Do the integrated measures reliably detect the Test effect irrespective of the SAT conditions?
Although it is clear that this design is appropriate to answer these questions, this design does not provide a general tool for any research concern involving integrated measures. In fact, if the results of the present simulations are considered to be valid, there is no need for other studies to explicitly include SAT manipulations, as it has already been shown that the integrated measures tested in the present article are sensitive to SAT modulations and do not sufficiently compensate deviations between the two basic measures of speed and accuracy. It suffices, however, to use a mixed conditions repeated measures design to ensure that the SAT variations that are bound to occur during an experimental sessions are balanced over the task conditions so that the task effects studied are properly detected.

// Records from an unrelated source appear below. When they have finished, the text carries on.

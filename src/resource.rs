use crate::config::ResourceConfig;
use crate::errors::ProxyError;
use actix_web::http::Method;
use percent_encoding::percent_decode_str;
use regex::Regex;
use std::collections::{HashMap, HashSet};
use std::sync::Arc;

/// A compiled protected resource.
///
/// Claim predicates are merged with the global `match_claims` at compile
/// time, resource-local entries winning on key collision, so the
/// authorization middleware never consults two maps.
#[derive(Debug, Clone)]
pub struct Resource {
    pub uri: String,
    methods: Option<HashSet<Method>>,
    pub roles: Vec<String>,
    pub require_any_role: bool,
    pub claims_match: Vec<(String, Regex)>,
    pub whitelisted: bool,
    pub custom_headers: Vec<(String, String)>,
}

impl Resource {
    fn matches(&self, path: &str, method: &Method) -> bool {
        let prefix_hit =
            path == self.uri || path.starts_with(&format!("{}/", self.uri)) || self.uri == "/";
        if !prefix_hit {
            return false;
        }
        match &self.methods {
            None => true,
            Some(set) => set.contains(method),
        }
    }

    pub fn method_summary(&self) -> String {
        match &self.methods {
            None => "ANY".to_string(),
            Some(set) => {
                let mut names: Vec<&str> = set.iter().map(|m| m.as_str()).collect();
                names.sort_unstable();
                names.join(",")
            }
        }
    }
}

/// The ordered policy table; first prefix and method match wins.
#[derive(Debug, Clone, Default)]
pub struct ResourceTable {
    resources: Vec<Arc<Resource>>,
}

impl ResourceTable {
    /// Compile the configured resources, rejecting invalid entries.
    pub fn compile(
        configs: &[ResourceConfig],
        global_claims: &HashMap<String, String>,
    ) -> Result<ResourceTable, ProxyError> {
        let global = compile_claims(global_claims, "match_claims")?;
        let mut resources = Vec::with_capacity(configs.len());
        for cfg in configs {
            if !cfg.uri.starts_with('/') {
                return Err(ProxyError::ConfigInvalid(format!(
                    "resource uri {} must start with /",
                    cfg.uri
                )));
            }
            let mut seen = HashSet::new();
            for role in &cfg.roles {
                if !seen.insert(role.as_str()) {
                    return Err(ProxyError::ConfigInvalid(format!(
                        "resource {} lists role {} more than once",
                        cfg.uri, role
                    )));
                }
            }
            let methods = compile_methods(&cfg.methods, &cfg.uri)?;
            let local = compile_claims(&cfg.claims_match, &cfg.uri)?;
            let mut claims: Vec<(String, Regex)> = Vec::new();
            let local_keys: HashSet<String> = local.iter().map(|(k, _)| k.clone()).collect();
            claims.extend(local);
            claims.extend(
                global
                    .iter()
                    .filter(|(k, _)| !local_keys.contains(k.as_str()))
                    .cloned(),
            );
            resources.push(Arc::new(Resource {
                uri: cfg.uri.clone(),
                methods,
                roles: cfg.roles.clone(),
                require_any_role: cfg.require_any_role,
                claims_match: claims,
                whitelisted: cfg.whitelisted,
                custom_headers: cfg
                    .custom_headers
                    .iter()
                    .map(|(k, v)| (k.clone(), v.clone()))
                    .collect(),
            }));
        }
        Ok(ResourceTable { resources })
    }

    /// Match a canonical path and method against the table, in declaration order.
    pub fn matched(&self, path: &str, method: &Method) -> Option<Arc<Resource>> {
        self.resources
            .iter()
            .find(|r| r.matches(path, method))
            .cloned()
    }

    pub fn iter(&self) -> impl Iterator<Item = &Arc<Resource>> {
        self.resources.iter()
    }

    pub fn is_empty(&self) -> bool {
        self.resources.is_empty()
    }
}

fn compile_methods(
    methods: &[String],
    uri: &str,
) -> Result<Option<HashSet<Method>>, ProxyError> {
    if methods.is_empty() || methods.iter().any(|m| m.eq_ignore_ascii_case("ANY")) {
        return Ok(None);
    }
    let mut set = HashSet::new();
    for name in methods {
        let method = Method::from_bytes(name.to_ascii_uppercase().as_bytes()).map_err(|_| {
            ProxyError::ConfigInvalid(format!("resource {} has invalid method {}", uri, name))
        })?;
        set.insert(method);
    }
    Ok(Some(set))
}

fn compile_claims(
    claims: &HashMap<String, String>,
    context: &str,
) -> Result<Vec<(String, Regex)>, ProxyError> {
    let mut compiled: Vec<(String, Regex)> = Vec::with_capacity(claims.len());
    for (name, pattern) in claims {
        // Claim values must fully match, so the pattern is anchored.
        let anchored = format!("^(?:{})$", pattern);
        let regex = Regex::new(&anchored).map_err(|err| {
            ProxyError::ConfigInvalid(format!(
                "claim match {} on {} does not compile: {}",
                name, context, err
            ))
        })?;
        compiled.push((name.clone(), regex));
    }
    compiled.sort_by(|a, b| a.0.cmp(&b.0));
    Ok(compiled)
}

/// Canonicalize a request path before it is matched against the table.
///
/// Percent-encodings are decoded, repeated slashes collapsed and dot segments
/// resolved. A path that would climb above the root is rejected so it can
/// never reach the upstream under a different resource than its normalized
/// equivalent.
pub fn canonicalize_path(raw: &str) -> Result<String, ProxyError> {
    let decoded = percent_decode_str(raw)
        .decode_utf8()
        .map_err(|_| ProxyError::MalformedRequest("path is not valid utf-8".to_string()))?;
    if decoded.contains('\0') {
        return Err(ProxyError::MalformedRequest(
            "path contains a nul byte".to_string(),
        ));
    }

    let mut segments: Vec<&str> = Vec::new();
    for segment in decoded.split('/') {
        match segment {
            "" | "." => continue,
            ".." => {
                if segments.pop().is_none() {
                    return Err(ProxyError::MalformedRequest(
                        "path escapes the root".to_string(),
                    ));
                }
            }
            other => segments.push(other),
        }
    }

    if segments.is_empty() {
        Ok("/".to_string())
    } else {
        Ok(format!("/{}", segments.join("/")))
    }
}

#[cfg(test)]
mod test {
    use super::*;

    fn table(resources: Vec<ResourceConfig>) -> ResourceTable {
        ResourceTable::compile(&resources, &HashMap::new()).unwrap()
    }

    fn admin_resource() -> ResourceConfig {
        ResourceConfig {
            uri: "/admin".to_string(),
            roles: vec!["admin".to_string()],
            ..ResourceConfig::default()
        }
    }

    #[test]
    fn test_prefix_matching() {
        let t = table(vec![admin_resource()]);
        assert!(t.matched("/admin", &Method::GET).is_some());
        assert!(t.matched("/admin/users", &Method::GET).is_some());
        assert!(t.matched("/administrator", &Method::GET).is_none());
        assert!(t.matched("/other", &Method::GET).is_none());
    }

    #[test]
    fn test_declaration_order_wins_over_prefix_length() {
        let t = table(vec![
            ResourceConfig {
                uri: "/api".to_string(),
                roles: vec!["user".to_string()],
                ..ResourceConfig::default()
            },
            ResourceConfig {
                uri: "/api/admin".to_string(),
                roles: vec!["admin".to_string()],
                ..ResourceConfig::default()
            },
        ]);
        let matched = t.matched("/api/admin/thing", &Method::GET).unwrap();
        assert_eq!(matched.uri, "/api");
    }

    #[test]
    fn test_method_set_and_wildcard() {
        let t = table(vec![ResourceConfig {
            uri: "/write".to_string(),
            methods: vec!["POST".to_string(), "put".to_string()],
            ..ResourceConfig::default()
        }]);
        assert!(t.matched("/write", &Method::POST).is_some());
        assert!(t.matched("/write", &Method::PUT).is_some());
        assert!(t.matched("/write", &Method::GET).is_none());

        let any = table(vec![ResourceConfig {
            uri: "/any".to_string(),
            methods: vec!["ANY".to_string()],
            ..ResourceConfig::default()
        }]);
        assert!(any.matched("/any", &Method::DELETE).is_some());
    }

    #[test]
    fn test_root_resource_matches_everything() {
        let t = table(vec![ResourceConfig {
            uri: "/".to_string(),
            ..ResourceConfig::default()
        }]);
        assert!(t.matched("/", &Method::GET).is_some());
        assert!(t.matched("/anything/below", &Method::GET).is_some());
    }

    #[test]
    fn test_invalid_resources_are_rejected() {
        let missing_slash = ResourceTable::compile(
            &[ResourceConfig {
                uri: "admin".to_string(),
                ..ResourceConfig::default()
            }],
            &HashMap::new(),
        );
        assert!(missing_slash.is_err());

        let duplicate_roles = ResourceTable::compile(
            &[ResourceConfig {
                uri: "/admin".to_string(),
                roles: vec!["admin".to_string(), "admin".to_string()],
                ..ResourceConfig::default()
            }],
            &HashMap::new(),
        );
        assert!(duplicate_roles.is_err());

        let bad_regex = ResourceTable::compile(
            &[ResourceConfig {
                uri: "/admin".to_string(),
                claims_match: [("item".to_string(), "(".to_string())].into_iter().collect(),
                ..ResourceConfig::default()
            }],
            &HashMap::new(),
        );
        assert!(bad_regex.is_err());
    }

    #[test]
    fn test_local_claims_override_global() {
        let global: HashMap<String, String> = [
            ("item".to_string(), "^global$".to_string()),
            ("env".to_string(), "^prod$".to_string()),
        ]
        .into_iter()
        .collect();
        let t = ResourceTable::compile(
            &[ResourceConfig {
                uri: "/admin".to_string(),
                claims_match: [("item".to_string(), "^local$".to_string())]
                    .into_iter()
                    .collect(),
                ..ResourceConfig::default()
            }],
            &global,
        )
        .unwrap();
        let resource = t.matched("/admin", &Method::GET).unwrap();
        let item = resource
            .claims_match
            .iter()
            .find(|(k, _)| k == "item")
            .unwrap();
        assert!(item.1.is_match("local"));
        assert!(!item.1.is_match("global"));
        assert!(resource.claims_match.iter().any(|(k, _)| k == "env"));
    }

    #[test]
    fn test_canonicalize_decodes_and_collapses() {
        assert_eq!(canonicalize_path("/admin").unwrap(), "/admin");
        assert_eq!(canonicalize_path("//admin//test").unwrap(), "/admin/test");
        assert_eq!(canonicalize_path("/admin%2Ftest").unwrap(), "/admin/test");
        assert_eq!(
            canonicalize_path("///admin/../admin//%2Ftest").unwrap(),
            "/admin/test"
        );
        assert_eq!(canonicalize_path("/help/../admin/test/21").unwrap(), "/admin/test/21");
        assert_eq!(canonicalize_path("/a/./b").unwrap(), "/a/b");
        assert_eq!(canonicalize_path("/").unwrap(), "/");
    }

    #[test]
    fn test_canonicalize_rejects_root_escape() {
        assert!(canonicalize_path("/..").is_err());
        assert!(canonicalize_path("/../etc/passwd").is_err());
        assert!(canonicalize_path("/a/../../b").is_err());
    }
}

The second question concerns the realism in the modelling of SAT. Study 1 used a quite strongly constrained model of the trade-off and obtained results that cannot be generalised beyond these specific conditions. In the other studies, the modelling was based on the drift diffusion model (Ratcliff, 1978), and this model is broadly believed to provide an adequate representation of SAT (Stafford et al., 2020).
The Test and SAT Settings factors did not interact in Study 1, but interactions were present in the other studies. No predictions were attempted about the size and the pattern of these interactions, because this is mathematically not straightforward. Moreover, in the simulations based on the drift diffusion model, interactions are produced by the operations defined in the model. However, it is important to note that no cross-over interactions were observed. The presence of such interactions would cast doubt on the validity of the observed Test effects, as their size and direction would depend on the specific combination of Test and SAT setting conditions. For all studies it was clear that all measures reliably detected the effect of the experimental variable (Test) at all levels of the SAT settings, and the SAT Settings effect was detected reliably in both experimental conditions.
In summary, it can be said that
The basic measures as well as all the integrated measures reliably detected the effect of the experimental variable (Test) irrespective of the size of the strength of the SAT modulations and the level of PE.
Except for the insensitivity to the proactive linear balanced SAT modulation in Study 1, LISAS and BIS were sensitive to all SAT modulations in all the other studies.
IES, RCS and SCR were sensitive to all SAT modulations even when the size of the effect was small.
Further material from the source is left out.